Aliasing means when two different memory references specify single location. It is easy to happen in C since it is allowed to do address arithmetic and direct access to storage structures is possible. In order to control this, get in habit of introducing local variables. See the variables accumulating within loops.

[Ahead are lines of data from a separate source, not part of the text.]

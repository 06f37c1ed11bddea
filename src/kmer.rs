//! Packed k-mer values
//!
//! A k-mer is a fixed-length window over a sequence, stored as a bit-packed
//! integer spread over an array of machine words. The shape of the packing
//! (window length, bits per character, word count) is carried at runtime in a
//! [`KmerSpec`] rather than in the type, so one value type serves every
//! alphabet; the inner loops dispatch on the spec's word count and group
//! width.
//!
//! Layout: characters are appended by shifting the word array left by one
//! group and ORing the new code into the low bits of word 0, so the first
//! character of the window occupies the most significant group and the word
//! array, read as a little-endian multiword integer, compares in the same
//! order as the character string. Unused high bits of the top word are
//! padding and are kept at zero by every mutating operation.
//!
//! Reversal and reverse-complement run in O(nWords) for group widths 2, 4,
//! and 8 via word-parallel bit swizzles (word swap, byte swap, in-word group
//! swap, then a shift to drop the padding); widths 3, 5, and 7 fall back to
//! a group-at-a-time loop.

use std::cmp::Ordering;
use std::hash::{BuildHasher, Hash, Hasher};

use bytemuck::cast_slice;

use crate::alphabet::{Alphabet, INVALID_CODE, SKIP_CODE};
use crate::error::{Error, Result};

/// Number of storage words in a k-mer value. Bounds the supported window
/// length at construction time: `k * bits_per_char <= MAX_KMER_WORDS * 64`.
pub const MAX_KMER_WORDS: usize = 4;

/// Fixed seeds for the rank-partitioning hash. Every rank must derive the
/// same owner for the same key, so the hasher state cannot be randomized.
const PARTITION_SEEDS: [u64; 4] = [
    0x243f_6a88_85a3_08d3,
    0x1319_8a2e_0370_7344,
    0xa409_3822_299f_31d0,
    0x082e_fa98_ec4e_6c89,
];

/// Runtime shape of a k-mer packing
#[derive(Debug, Clone, Copy, PartialEq, Eq)]
pub struct KmerSpec {
    k: u16,
    bits_per_char: u8,
    n_words: u8,
    /// Mask selecting the used bits of the top word.
    top_mask: u64,
}
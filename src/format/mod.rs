//! Sequence file formats
//!
//! The loader hands out raw byte blocks; this module turns them back into
//! records. Both supported formats share two obligations: locating the start
//! of a record from an arbitrary byte offset (so block seams can be aligned
//! without coordination) and parsing a record-aligned block into a stream of
//! borrowed records.
//!
//! Parsed records borrow into the block they were read from and must not
//! outlive it; anything that leaves the parsing pass copies what it needs.

use std::sync::atomic::AtomicU64;

use crate::error::Result;
use crate::partition::Range;

pub mod fasta;
pub mod fastq;

/// Input format of a sequence file. Detection heuristics live with the
/// caller; the core is told which format it is reading.
#[derive(Debug, Clone, Copy, PartialEq, Eq)]
pub enum SeqFormat {
    Fastq,
    Fasta,
}

impl SeqFormat {
    /// Finds the first record start at or after `range.start`.
    ///
    /// `block` holds the file bytes of `range`. Returns `range.end` when no
    /// record starts inside the window.
    pub fn find_record_start(&self, block: &[u8], range: &Range) -> Result<u64> {
        match self {
            SeqFormat::Fastq => fastq::find_record_start(block, range),
            SeqFormat::Fasta => Ok(fasta::find_record_start(block, range)),
        }
    }

    /// Iterates the records of a record-aligned block.
    pub fn records<'a>(
        &self,
        block: &'a [u8],
        base_offset: u64,
        file_id: u32,
        ordinals: &'a AtomicU64,
    ) -> RecordIter<'a> {
        match self {
            SeqFormat::Fastq => {
                RecordIter::Fastq(fastq::FastqRecords::new(block, base_offset, file_id, ordinals))
            }
            SeqFormat::Fasta => {
                RecordIter::Fasta(fasta::FastaRecords::new(block, base_offset, file_id, ordinals))
            }
        }
    }
}

/// Identity of a read within one indexing job
///
/// Encodes the originating file, the rank-local read ordinal, and the byte
/// offset of the record start. Ordinals are drawn from a shared counter, so
/// they are unique within a rank but carry no cross-thread ordering.
#[derive(Debug, Clone, Copy, PartialEq, Eq)]
pub struct ReadId {
    pub file_id: u32,
    pub ordinal: u64,
    pub offset: u64,
}

/// One parsed sequence record, borrowing into its block
///
/// `seq` may contain line terminators (multi-line FASTA); consumers skip
/// them via the alphabet's ignore code. `qual` is present for FASTQ only and
/// has exactly one character per sequence character.
#[derive(Debug, Clone, Copy)]
pub struct SequenceRecord<'a> {
    pub id: ReadId,
    pub header: &'a [u8],
    pub seq: &'a [u8],
    pub qual: Option<&'a [u8]>,
}

/// Record iterator over either format
pub enum RecordIter<'a> {
    Fastq(fastq::FastqRecords<'a>),
    Fasta(fasta::FastaRecords<'a>),
}

impl<'a> Iterator for RecordIter<'a> {
    type Item = Result<SequenceRecord<'a>>;

    fn next(&mut self) -> Option<Self::Item> {
        match self {
            RecordIter::Fastq(it) => it.next(),
            RecordIter::Fasta(it) => it.next(),
        }
    }
}
//! Hash-partitioned distributed k-mer index
//!
//! Every k-mer has exactly one owning rank, derived from a stable hash of
//! its packed value. Insertions for remote owners are serialized and
//! coalesced through the communication layer; insertions for the local rank
//! go straight into the shard. After a collective [`flush`], each rank's
//! shard holds precisely the entries whose key hashes to it, and queries can
//! be answered by a single request/response round-trip with the owner.
//!
//! [`flush`]: DistributedIndex::flush
//!
//! The build pipeline lives here too: the loader maps the rank's L1 block, a
//! scoped pool of worker threads pulls record-aligned L2 blocks off the
//! shared cursor, parses records, rolls k-mer windows, and routes every
//! emission through [`DistributedIndex::insert`].

use std::path::Path;
use std::sync::atomic::{AtomicU64, Ordering};
use std::sync::Arc;

use byteorder::{ByteOrder, LittleEndian};
use parking_lot::{Condvar, Mutex};

use crate::alphabet::Alphabet;
use crate::comm::{CommLayer, Transport};
use crate::error::{Error, Result};
use crate::format::{ReadId, SeqFormat};
use crate::generator::KmerWindows;
use crate::kmer::{Kmer, KmerSpec, MAX_KMER_WORDS};
use crate::loader::{FileLoader, L1Block, DEFAULT_CHUNK_SIZE};
use crate::quality::SangerEncoder;

mod shard;

pub use shard::{EntryValue, LocalShard};

/// Coalesced insertion traffic.
const TAG_INSERT: u8 = 1;
/// Query requests, sent directly.
const TAG_QUERY: u8 = 2;
/// Query responses, sent directly by the owner's receiver thread.
const TAG_QUERY_RESP: u8 = 3;

/// Serialized size of an [`EntryValue`].
const VALUE_WIRE_SIZE: usize = 4 + 8 + 8 + 4 + 8;

/// Tunables of one index instance
#[derive(Debug, Clone, Copy)]
pub struct IndexConfig {
    /// Window length.
    pub k: usize,
    pub alphabet: &'static Alphabet,
    pub format: SeqFormat,
    /// Worker threads per rank.
    pub thread_count: usize,
    /// Nominal L2 block size in bytes.
    pub chunk_size: usize,
    /// Per-destination communication buffer capacity in bytes.
    pub buffer_capacity: usize,
    /// File id recorded in every read id emitted by `build`.
    pub file_id: u32,
}

impl IndexConfig {
    /// Defaults: FASTQ input, hardware thread count, one-page L2 blocks,
    /// 64 KiB communication buffers.
    pub fn new(k: usize, alphabet: &'static Alphabet) -> Self {
        Self {
            k,
            alphabet,
            format: SeqFormat::Fastq,
            thread_count: std::thread::available_parallelism()
                .map(|n| n.get())
                .unwrap_or(1),
            chunk_size: DEFAULT_CHUNK_SIZE,
            buffer_capacity: 64 * 1024,
            file_id: 0,
        }
    }
}

/// Counters accumulated by one `build` pass
///
/// Recoverable incidents (characters outside the alphabet) appear here and
/// nowhere else.
#[derive(Debug, Default, Clone, Copy)]
pub struct BuildStats {
    pub reads: u64,
    pub kmers: u64,
    pub invalid_chars: u64,
    pub l2_blocks: u64,
}

impl BuildStats {
    fn absorb(&mut self, other: &BuildStats) {
        self.reads += other.reads;
        self.kmers += other.kmers;
        self.invalid_chars += other.invalid_chars;
        self.l2_blocks += other.l2_blocks;
    }
}

/// Outstanding remote queries, fulfilled by the receiver thread
struct QueryTable {
    pending: Mutex<std::collections::HashMap<u64, Option<Vec<EntryValue>>>>,
    cv: Condvar,
}

impl QueryTable {
    fn new() -> Self {
        Self {
            pending: Mutex::new(std::collections::HashMap::new()),
            cv: Condvar::new(),
        }
    }

    fn register(&self, id: u64) {
        self.pending.lock().insert(id, None);
    }

    fn fulfill(&self, id: u64, values: Vec<EntryValue>) {
        let mut pending = self.pending.lock();
        if let Some(slot) = pending.get_mut(&id) {
            *slot = Some(values);
            self.cv.notify_all();
        }
    }

    fn wait(&self, id: u64) -> Vec<EntryValue> {
        let mut pending = self.pending.lock();
        loop {
            if matches!(pending.get(&id), Some(Some(_))) {
                return pending.remove(&id).flatten().unwrap_or_default();
            }
            self.cv.wait(&mut pending);
        }
    }
}

fn encode_value(out: &mut Vec<u8>, v: &EntryValue) {
    let mut tmp = [0u8; 8];
    LittleEndian::write_u32(&mut tmp[..4], v.read_id.file_id);
    out.extend_from_slice(&tmp[..4]);
    LittleEndian::write_u64(&mut tmp, v.read_id.ordinal);
    out.extend_from_slice(&tmp);
    LittleEndian::write_u64(&mut tmp, v.read_id.offset);
    out.extend_from_slice(&tmp);
    LittleEndian::write_u32(&mut tmp[..4], v.offset);
    out.extend_from_slice(&tmp[..4]);
    LittleEndian::write_f64(&mut tmp, v.quality);
    out.extend_from_slice(&tmp);
}

fn decode_value(bytes: &[u8]) -> EntryValue {
    EntryValue {
        read_id: ReadId {
            file_id: LittleEndian::read_u32(&bytes[0..4]),
            ordinal: LittleEndian::read_u64(&bytes[4..12]),
            offset: LittleEndian::read_u64(&bytes[12..20]),
        },
        offset: LittleEndian::read_u32(&bytes[20..24]),
        quality: LittleEndian::read_f64(&bytes[24..32]),
    }
}

fn encode_kmer(out: &mut Vec<u8>, kmer: &Kmer) {
    let mut tmp = [0u8; 8];
    for &w in kmer.words() {
        LittleEndian::write_u64(&mut tmp, w);
        out.extend_from_slice(&tmp);
    }
}

fn decode_kmer(spec: KmerSpec, bytes: &[u8]) -> Kmer {
    let mut words = [0u64; MAX_KMER_WORDS];
    for (i, word) in words[..spec.n_words()].iter_mut().enumerate() {
        *word = LittleEndian::read_u64(&bytes[i * 8..i * 8 + 8]);
    }
    Kmer::from_words(spec, &words[..spec.n_words()])
}

/// One rank's handle on the distributed index
pub struct DistributedIndex<T: Transport> {
    spec: KmerSpec,
    config: IndexConfig,
    comm: CommLayer<T>,
    shard: Arc<LocalShard>,
    queries: Arc<QueryTable>,
    next_query: AtomicU64,
}

impl<T: Transport> DistributedIndex<T> {
    /// Wires the shard, the query table, and the communication layer
    /// together and starts the background threads. Collective: every rank of
    /// the transport group must construct its index.
    pub fn new(transport: T, config: IndexConfig) -> Result<Self> {
        let spec = KmerSpec::for_alphabet(config.k, config.alphabet)?;
        let transport = Arc::new(transport);
        let shard = Arc::new(LocalShard::new());
        let queries = Arc::new(QueryTable::new());
        let mut comm = CommLayer::new(Arc::clone(&transport), config.buffer_capacity, TAG_INSERT);

        let entry_size = spec.n_bytes() + VALUE_WIRE_SIZE;

        {
            let shard = Arc::clone(&shard);
            comm.register_handler(
                TAG_INSERT,
                Box::new(move |_src, payload| {
                    for entry in payload.chunks_exact(entry_size) {
                        let kmer = decode_kmer(spec, entry);
                        let value = decode_value(&entry[spec.n_bytes()..]);
                        shard.insert(kmer, value);
                    }
                }),
            );
        }
        {
            // owner side of a query: look up and respond straight through
            // the transport, not the coalescing path
            let shard = Arc::clone(&shard);
            let transport = Arc::clone(&transport);
            comm.register_handler(
                TAG_QUERY,
                Box::new(move |src, payload| {
                    let id = LittleEndian::read_u64(&payload[..8]);
                    let kmer = decode_kmer(spec, &payload[8..]);
                    let values = shard.get(&kmer);
                    let mut resp = Vec::with_capacity(12 + values.len() * VALUE_WIRE_SIZE);
                    let mut tmp = [0u8; 8];
                    LittleEndian::write_u64(&mut tmp, id);
                    resp.extend_from_slice(&tmp);
                    LittleEndian::write_u32(&mut tmp[..4], values.len() as u32);
                    resp.extend_from_slice(&tmp[..4]);
                    for v in &values {
                        encode_value(&mut resp, v);
                    }
                    if let Err(e) = transport.send(src, TAG_QUERY_RESP, resp) {
                        tracing::error!(src, "query response failed: {e}");
                    }
                }),
            );
        }
        {
            let queries = Arc::clone(&queries);
            comm.register_handler(
                TAG_QUERY_RESP,
                Box::new(move |_src, payload| {
                    let id = LittleEndian::read_u64(&payload[..8]);
                    let count = LittleEndian::read_u32(&payload[8..12]) as usize;
                    let mut values = Vec::with_capacity(count);
                    for chunk in payload[12..].chunks_exact(VALUE_WIRE_SIZE) {
                        values.push(decode_value(chunk));
                    }
                    queries.fulfill(id, values);
                }),
            );
        }
        comm.start();

        Ok(Self {
            spec,
            config,
            comm,
            shard,
            queries,
            next_query: AtomicU64::new(0),
        })
    }

    pub fn rank(&self) -> usize {
        self.comm.rank()
    }

    pub fn world_size(&self) -> usize {
        self.comm.world_size()
    }

    pub fn spec(&self) -> KmerSpec {
        self.spec
    }

    pub fn config(&self) -> &IndexConfig {
        &self.config
    }

    /// The rank owning this key.
    pub fn owner_of(&self, kmer: &Kmer) -> usize {
        (kmer.partition_hash() % self.world_size() as u64) as usize
    }

    /// Routes one entry to its owner: local shard insert, or serialize into
    /// the owner's communication buffer.
    pub fn insert(&self, kmer: &Kmer, value: EntryValue) -> Result<()> {
        let dst = self.owner_of(kmer);
        if dst == self.rank() {
            self.shard.insert(*kmer, value);
            return Ok(());
        }
        let mut bytes = Vec::with_capacity(self.spec.n_bytes() + VALUE_WIRE_SIZE);
        encode_kmer(&mut bytes, kmer);
        encode_value(&mut bytes, &value);
        self.comm.send_buffered(dst, &bytes)
    }

    /// Collective: quiesces the communication layer. Afterwards every rank's
    /// shard holds exactly the entries whose key it owns.
    pub fn flush(&self) -> Result<()> {
        self.comm.flush()
    }

    /// Collective rendezvous of all ranks.
    pub fn barrier(&self) {
        self.comm.transport().barrier();
    }

    /// Entries held locally.
    pub fn local_size(&self) -> u64 {
        self.shard.n_entries()
    }

    /// Collective: total entries across all ranks.
    pub fn size(&self) -> u64 {
        self.comm.transport().allreduce_sum(self.local_size())
    }

    pub fn local_shard(&self) -> &LocalShard {
        &self.shard
    }

    /// Looks a key up wherever it lives. A local key is answered from the
    /// shard; a remote key dispatches a request to the owner and blocks for
    /// the response.
    pub fn query(&self, kmer: &Kmer) -> Result<Vec<EntryValue>> {
        let dst = self.owner_of(kmer);
        if dst == self.rank() {
            return Ok(self.shard.get(kmer));
        }
        let id = self.next_query.fetch_add(1, Ordering::Relaxed);
        self.queries.register(id);
        let mut payload = Vec::with_capacity(8 + self.spec.n_bytes());
        let mut tmp = [0u8; 8];
        LittleEndian::write_u64(&mut tmp, id);
        payload.extend_from_slice(&tmp);
        encode_kmer(&mut payload, kmer);
        self.comm.send_direct(dst, TAG_QUERY, payload)?;
        Ok(self.queries.wait(id))
    }

    /// Collective: indexes one file. Every rank loads its record-aligned L1
    /// block, worker threads pull L2 blocks and stream emissions into the
    /// index, and a final flush leaves the index fully partitioned.
    pub fn build<P: AsRef<Path>>(&self, path: P) -> Result<BuildStats> {
        let mut loader = FileLoader::open(
            path,
            self.config.format,
            self.world_size(),
            self.rank(),
            self.config.thread_count,
            self.config.chunk_size,
        )?;
        let encoder = SangerEncoder::new();
        let ordinals = AtomicU64::new(0);
        let mut stats = BuildStats::default();

        while let Some(l1) = loader.next_l1_block()? {
            let block_stats: Result<BuildStats> = std::thread::scope(|scope| {
                let mut handles = Vec::with_capacity(self.config.thread_count);
                for tid in 0..self.config.thread_count {
                    let l1 = &l1;
                    let encoder = &encoder;
                    let ordinals = &ordinals;
                    handles.push(scope.spawn(move || self.run_worker(l1, tid, encoder, ordinals)));
                }
                let mut total = BuildStats::default();
                for handle in handles {
                    let ws = handle.join().map_err(|_| Error::WorkerPanic)??;
                    total.absorb(&ws);
                }
                Ok(total)
            });
            stats.absorb(&block_stats?);
        }

        self.flush()?;
        tracing::info!(
            rank = self.rank(),
            reads = stats.reads,
            kmers = stats.kmers,
            invalid_chars = stats.invalid_chars,
            local_entries = self.local_size(),
            "index build complete"
        );
        Ok(stats)
    }

    fn run_worker(
        &self,
        l1: &L1Block,
        tid: usize,
        encoder: &SangerEncoder,
        ordinals: &AtomicU64,
    ) -> Result<BuildStats> {
        let mut ws = BuildStats::default();
        while let Some(l2) = l1.next_l2_block(tid)? {
            ws.l2_blocks += 1;
            for record in
                self.config
                    .format
                    .records(l2.data, l2.range.start, self.config.file_id, ordinals)
            {
                let record = record?;
                ws.reads += 1;
                let mut windows = KmerWindows::new(&record, self.spec, self.config.alphabet, encoder);
                for hit in windows.by_ref() {
                    ws.kmers += 1;
                    self.insert(
                        &hit.kmer,
                        EntryValue {
                            read_id: record.id,
                            offset: hit.offset,
                            quality: hit.quality,
                        },
                    )?;
                }
                ws.invalid_chars += windows.invalid_chars();
                if ws.reads % 20_000 == 0 {
                    tracing::debug!(rank = self.rank(), tid, reads = ws.reads, "indexing progress");
                }
            }
        }
        Ok(ws)
    }
}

The aggressive reuse of memory is one of the ways through which programmers make code fast, and it is important for the correctness and speed of your program that you understand how a program might alias buffers.

1
2
3
4
5
6
7
8
9
/* Sum rows is of n X n matrix a and store in vector b */
void sum_rows1(double *a, double *b, long n) {
long i, j;
for (i = 0; i < n; i++) {
b[i] = 0;
for (j = 0; j < n; j++)
b[i] += a[i*n + j];
}
}

In assembly the above function looks like below:

1
2
3
4
5
6
7
8
# sum_rows1 inner loop
.L4:
movsd (%rsi,%rax,8), %xmm0 # FP load
addsd (%rdi), %xmm0 # FP add
movsd %xmm0, (%rsi,%rax,8) # FP store
addq $8, %rdi
cmpq %rcx, %rdi
jne .L4

Code updates b[i] on every iteration. Programmers must consider possibility that these updates will affect program behavior. Let’s remove the aliasing like below.

1
2
3
4
5
6
7
8
9
10
11
/* Sum rows is of n X n matrix a and store in vector b */
void sum_rows2(double *a, double *b, long n) {
long i, j;
for (i = 0; i < n; i++) {
int val = 0;
for (j = 0; j < n; j++){
val += a[i*n + j];
b[i] = val;
}
}
}

In assembly the above function looks like below:

1
2
3
4
5
6
# sum_rows2 inner loop
.L10:
addsd (%rdi), %xmm0 # FP load + add
addq $8, %rdi
cmpq %rax, %rdi
jne .L10

There is no need to store intermediate results anymore.

Memory Layout

  • Stack
    • Runtime stack (8MB limit)
    • E. g., local variables
  • Heap
    • Dynamically allocated as needed
    • When call malloc(), calloc(), new()
  • Data
    • Statically allocated data
    • E.g., global vars, static vars, string constants
  • Text / Shared Libraries
    • Executable machine instructions
    • Read-only

Each memory segment can be readable, executable, writable (or none at all). Segmentation fault occurs when program tries to access illegal memory. For example, when reading from segment with no permission or writing to read-only segments of the memory.